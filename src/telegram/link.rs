//! URL extraction from Telegram messages.
//!
//! A play request can carry its link in the message itself or in the message
//! it replies to. Which one wins is an explicit parameter: callers pick the
//! scan order instead of relying on an implicit preference.

use teloxide::types::{Message, MessageEntityKind};

/// Order in which a message and its reply target are scanned for a link.
#[derive(Debug, Clone, Copy, PartialEq, Eq)]
pub enum SearchOrder {
    /// Only the message itself
    MessageOnly,
    /// The message first, then the message it replies to
    MessageThenReply,
    /// The replied-to message first, then the message itself
    ReplyThenMessage,
}

/// Returns the first URL found in the message (or its reply target).
///
/// Entities are taken from the message's entity list, falling back to the
/// caption entity list when the former is empty. The first `Url` or
/// `TextLink` entity wins: a text link yields its embedded URL, a plain URL
/// entity yields its text slice.
pub fn extract_url(message: &Message, order: SearchOrder) -> Option<String> {
    let candidates: Vec<&Message> = match order {
        SearchOrder::MessageOnly => vec![message],
        SearchOrder::MessageThenReply => match message.reply_to_message() {
            Some(replied) => vec![message, replied],
            None => vec![message],
        },
        SearchOrder::ReplyThenMessage => match message.reply_to_message() {
            Some(replied) => vec![replied, message],
            None => vec![message],
        },
    };

    candidates.into_iter().find_map(first_link)
}

fn first_link(message: &Message) -> Option<String> {
    let entities = match message.parse_entities() {
        Some(entities) if !entities.is_empty() => entities,
        _ => message.parse_caption_entities().unwrap_or_default(),
    };

    for entity in &entities {
        match entity.kind() {
            MessageEntityKind::TextLink { url } => return Some(url.to_string()),
            MessageEntityKind::Url => return Some(entity.text().to_string()),
            _ => {}
        }
    }
    None
}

_ _ _ _ _ _ _

• _PROBLEM DETAILS_
Go through the material above line by line and copy it exactly.

• _RESPONSE FOR THIS EXERCISE_
filename src/telegram/link.rs
//! URL extraction from Telegram messages.
//!
//! A play request can carry its link in the message itself or in the message
//! it replies to. Which one wins is an explicit parameter: callers pick the
//! scan order instead of relying on an implicit preference.

use teloxide::types::{Message, MessageEntityKind};

/// Order in which a message and its reply target are scanned for a link.
#[derive(Debug, Clone, Copy, PartialEq, Eq)]
pub enum SearchOrder {
    /// Only the message itself
    MessageOnly,
    /// The message first, then the message it replies to
    MessageThenReply,
    /// The replied-to message first, then the message itself
    ReplyThenMessage,
}

/// Returns the first URL found in the message (or its reply target).
///
/// Entities are taken from the message's entity list, falling back to the
/// caption entity list when the former is empty. The first `Url` or
/// `TextLink` entity wins: a text link yields its embedded URL, a plain URL
/// entity yields its text slice.
pub fn extract_url(message: &Message, order: SearchOrder) -> Option<String> {
    let candidates: Vec<&Message> = match order {
        SearchOrder::MessageOnly => vec![message],
        SearchOrder::MessageThenReply => match message.reply_to_message() {
            Some(replied) => vec![message, replied],
            None => vec![message],
        },
        SearchOrder::ReplyThenMessage => match message.reply_to_message() {
            Some(replied) => vec![replied, message],
            None => vec![message],
        },
    };

    candidates.into_iter().find_map(first_link)
}

fn first_link(message: &Message) -> Option<String> {
    let entities = match message.parse_entities() {
        Some(entities) if !entities.is_empty() => entities,
        _ => message.parse_caption_entities().unwrap_or_default(),
    };

    for entity in &entities {
        match entity.kind() {
            MessageEntityKind::TextLink { url } => return Some(url.to_string()),
            MessageEntityKind::Url => return Some(entity.text().to_string()),
            _ => {}
        }
    }
    None
}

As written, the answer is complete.